Squalo fermentato: che cos’è? Un cibo che fa bene (e ha un odore che si impone all’olfatto). Parliamo in particolare dell’hákarl, alimento tradizionale della cucina islandese. Una ricerca che lo riguarda ha sequenziato per la prima volta a livello mondiale il Dna delle popolazioni di fermenti, lieviti e batteri, peculiari di questo alimento. Lo studio fa parte di un vasto programma di ricerche, avviato nell’ambito dell’Università di Pisa. E’ stato pubblicato sulla rivista scientifica internazionale “Food Microbiology”.
Squalo fermentato: per saperne di più

Un’équipe di microbiologhe del Dipartimento di Scienze Agrarie, Alimentari e Agro-ambientali dell’Ateneo pisano, in collaborazione con colleghi delle Università delle Marche, di Torino e dell’Istituto Zooprofilattico dell’Umbria e delle Marche, ha lavorato sullo squalo fermentato.
Monica Agnolucci dell’Università di Pisa si è espressa in questo modo: “Il processo di fermentazione promosso dai lieviti e batteri nativi trasforma i filetti dello squalo Somntosus microcephalus, originario delle acque prospicienti le coste della Groenlandia e dell’Islanda (nel Nordatlantico) nell’ hákarl, una prelibatezza della cucina nordica derivante dalle tradizioni vichinghe”.
Squalo fermentato: popolare presso i Romani
In tempi antichi, in tutta Europa, hákarl era uno dei tipi di pesce fermentato consumati. Era popolare anche presso i Romani, che ne ricavavano una salsa speciale chiamata garum. In Islanda e nei paesi nordici, poi, l’hákarl rivestiva un ruolo importante nella dieta: costituisce una fonte di proteine ed energia ed è ad oggi consumato come prelibatezza tradizionale anche dai turisti. Come si presenta il prodotto? Ha una consistenza morbida, un colore biancastro simile al formaggio e un forte sapore di pesce. Oggi è spesso servito sotto forma di piccoli cubetti e accompagnato da bicchierini di Brennivín (una bevanda alcolica fermentata tipica).

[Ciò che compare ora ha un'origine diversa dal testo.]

//! Recording test doubles for the controller and the device stack

use alloc::vec::Vec;
use core::cell::RefCell;

use usb_device::endpoint::{EndpointAddress, EndpointType};

use crate::{
    BusEvent, Config, Driver, EndpointConfig, Error, HardwareEvent, HardwareOps, HwError,
    SetupPacket, TransferBuffer, Upstream, XferResult,
};

/// A call into [`MockHardware`]
#[derive(Clone, Copy, PartialEq, Eq, Debug)]
pub enum Call {
    Open,
    Close,
    Start { ep: EndpointAddress, len: usize },
    Abort(EndpointAddress),
    OpenEndpoint(EndpointAddress),
    CloseEndpoint(EndpointAddress),
    Stall(EndpointAddress),
    ClearStall(EndpointAddress),
    Connect,
    Disconnect,
    RemoteWakeup,
}

const FAILURE: HwError = HwError(0xDEAD);

/// A controller that records every call, and fails on request
#[derive(Default)]
pub struct MockHardware {
    pub calls: Vec<Call>,
    pub fail_start: bool,
    /// Refuse this many starts, then accept again
    pub refuse_next: usize,
    /// Fail only zero-length starts
    pub fail_zero_length: bool,
    pub fail_abort: bool,
    pub fail_open_endpoint: bool,
    pub fail_connect: bool,
}

impl MockHardware {
    fn record(&mut self, call: Call, fail: bool) -> Result<(), HwError> {
        self.calls.push(call);
        if fail {
            Err(FAILURE)
        } else {
            Ok(())
        }
    }
}

unsafe impl HardwareOps for MockHardware {
    fn open(&mut self) -> Result<(), HwError> {
        self.record(Call::Open, false)
    }
    fn close(&mut self) -> Result<(), HwError> {
        self.record(Call::Close, false)
    }
    fn start_transfer(&mut self, ep: EndpointAddress, _: *mut u8, len: usize) -> Result<(), HwError> {
        let refuse = self.refuse_next > 0;
        self.refuse_next = self.refuse_next.saturating_sub(1);
        let fail = self.fail_start || refuse || (self.fail_zero_length && len == 0);
        self.record(Call::Start { ep, len }, fail)
    }
    fn abort_transfer(&mut self, ep: EndpointAddress) -> Result<(), HwError> {
        let fail = self.fail_abort;
        self.record(Call::Abort(ep), fail)
    }
    fn open_endpoint(&mut self, config: &EndpointConfig) -> Result<(), HwError> {
        let fail = self.fail_open_endpoint;
        self.record(Call::OpenEndpoint(config.address), fail)
    }
    fn close_endpoint(&mut self, ep: EndpointAddress) -> Result<(), HwError> {
        self.record(Call::CloseEndpoint(ep), false)
    }
    fn stall(&mut self, ep: EndpointAddress) -> Result<(), HwError> {
        self.record(Call::Stall(ep), false)
    }
    fn clear_stall(&mut self, ep: EndpointAddress) -> Result<(), HwError> {
        self.record(Call::ClearStall(ep), false)
    }
    fn connect(&mut self) -> Result<(), HwError> {
        let fail = self.fail_connect;
        self.record(Call::Connect, fail)
    }
    fn disconnect(&mut self) -> Result<(), HwError> {
        self.record(Call::Disconnect, false)
    }
    fn remote_wakeup(&mut self) -> Result<(), HwError> {
        self.record(Call::RemoteWakeup, false)
    }
}

/// A callback into [`Recorder`]
#[derive(Clone, PartialEq, Eq, Debug)]
pub enum Record {
    Bus(BusEvent),
    Request {
        setup: Vec<u8>,
        data: Option<Vec<u8>>,
    },
    Complete {
        ep: EndpointAddress,
        data: Vec<u8>,
        result: Result<(), Error>,
    },
    Status,
}

/// A device stack that records every callback
#[derive(Default)]
pub struct Recorder {
    records: RefCell<Vec<Record>>,
}

impl Recorder {
    /// Take every record made so far
    pub fn take(&self) -> Vec<Record> {
        core::mem::take(&mut *self.records.borrow_mut())
    }
}

impl Upstream for Recorder {
    fn bus_event(&self, event: BusEvent) {
        self.records.borrow_mut().push(Record::Bus(event));
    }
    fn control_request(&self, setup: TransferBuffer, data: Option<TransferBuffer>) {
        assert!(setup.is_setup());
        self.records.borrow_mut().push(Record::Request {
            setup: setup.data().to_vec(),
            data: data.map(|data| data.data().to_vec()),
        });
    }
    fn transfer_complete(
        &self,
        ep: EndpointAddress,
        buffer: TransferBuffer,
        result: Result<(), Error>,
    ) {
        self.records.borrow_mut().push(Record::Complete {
            ep,
            data: buffer.data().to_vec(),
            result,
        });
    }
    fn control_status(&self, buffer: TransferBuffer) {
        assert!(buffer.is_empty());
        self.records.borrow_mut().push(Record::Status);
    }
}

pub type TestDriver = Driver<MockHardware, Recorder>;

pub const EP1_IN: u8 = 0x81;
pub const EP1_OUT: u8 = 0x01;

pub fn ep(addr: u8) -> EndpointAddress {
    EndpointAddress::from(addr)
}

/// An initialized driver, with bulk endpoints 1 IN and 1 OUT enabled
pub fn driver() -> TestDriver {
    let driver = TestDriver::new(MockHardware::default(), Recorder::default(), Config::new());
    driver.init().unwrap();
    for addr in [EP1_IN, EP1_OUT] {
        driver
            .enable(&EndpointConfig::new(ep(addr), EndpointType::Bulk, 64, 0))
            .unwrap();
    }
    driver.hardware(|hw| hw.calls.clear());
    driver
}

/// Take every hardware call made so far
pub fn calls(driver: &TestDriver) -> Vec<Call> {
    driver.hardware(|hw| core::mem::take(&mut hw.calls))
}

pub fn start(addr: u8, len: usize) -> Call {
    Call::Start { ep: ep(addr), len }
}

pub fn complete(driver: &TestDriver, addr: u8, len: usize) {
    driver.on_hardware_event(HardwareEvent::TransferComplete {
        ep: ep(addr),
        result: XferResult::Success,
        len,
    });
}

pub fn fail(driver: &TestDriver, addr: u8) {
    driver.on_hardware_event(HardwareEvent::TransferComplete {
        ep: ep(addr),
        result: XferResult::Failed,
        len: 0,
    });
}

pub fn setup(driver: &TestDriver, request_type: u8, length: u16) -> SetupPacket {
    let packet = SetupPacket {
        request_type,
        request: 6,
        value: 0x0100,
        index: 0,
        length,
    };
    driver.on_hardware_event(HardwareEvent::SetupReceived(packet));
    packet
}

/// `len` bytes counting up from zero
pub fn bytes(len: usize) -> Vec<u8> {
    (0..len).map(|byte| byte as u8).collect()
}

/// A full IN buffer holding [`bytes(len)`](bytes)
pub fn filled(len: usize) -> TransferBuffer {
    TransferBuffer::try_from_slice(&bytes(len)).unwrap()
}

pub fn complete_ok(addr: u8, data: Vec<u8>) -> Record {
    Record::Complete {
        ep: ep(addr),
        data,
        result: Ok(()),
    }
}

Squalo fermentato: come si è svolta la ricerca in merito all’alimento dei Vichinghi
Lo studio in argomento è stato condotto con un approccio multidisciplinare e multimodale, basato sia sulla coltura dei fermenti

nativi, sia su tecniche coltura-indipendenti. E’ stato utilizzato Dna estratto dai campioni (PCR-DGGE e Illumina sequencing). Monica Agnolucci ha aggiunto: “Mentre il metodo coltura-dipendente ha permesso di determinare il numero reale di fermenti vitali nell’alimento, i due metodi basati sul Dna ci hanno fornito un quadro generale della complessa biodiversità microbica tipica dell’hákarl, identificando specie capaci di svolgere un ruolo importante nello sviluppo delle sue qualità sensoriali”.
Squalo fermentato: un tocco in più
Gli alimenti fermentati rappresentano un valore aggiunto (sia per la buona tavola, sia per la salute). Manuela Giovannetti ha così concluso: “Il successo degli studi sugli alimenti e bevande fermentati, condotti da alcuni anni nei nostri laboratori, ci ha stimolato a proseguire con un’iniziativa a essi correlata. Il corso di perfezionamento relativo ai fermentati tradizionali, recentemente riscoperti anche da chef, gastronomi e food writer, si è svolto nei giorni 28 settembre e 5, 12, 19, 26 ottobre. Il nostro fine è tuttora fornire conoscenze sulla produzione e sulle qualità prebiotiche, probiotiche e salutistiche di tali alimenti e bevande. Tutto parte dall’attività di fermenti, lieviti e batteri lattici e acetici”.
Le altre autrici dello studio pisano, insieme a Monica Agnolucci e Manuela Giovannetti, sono Michela Palla e Caterina Cristani.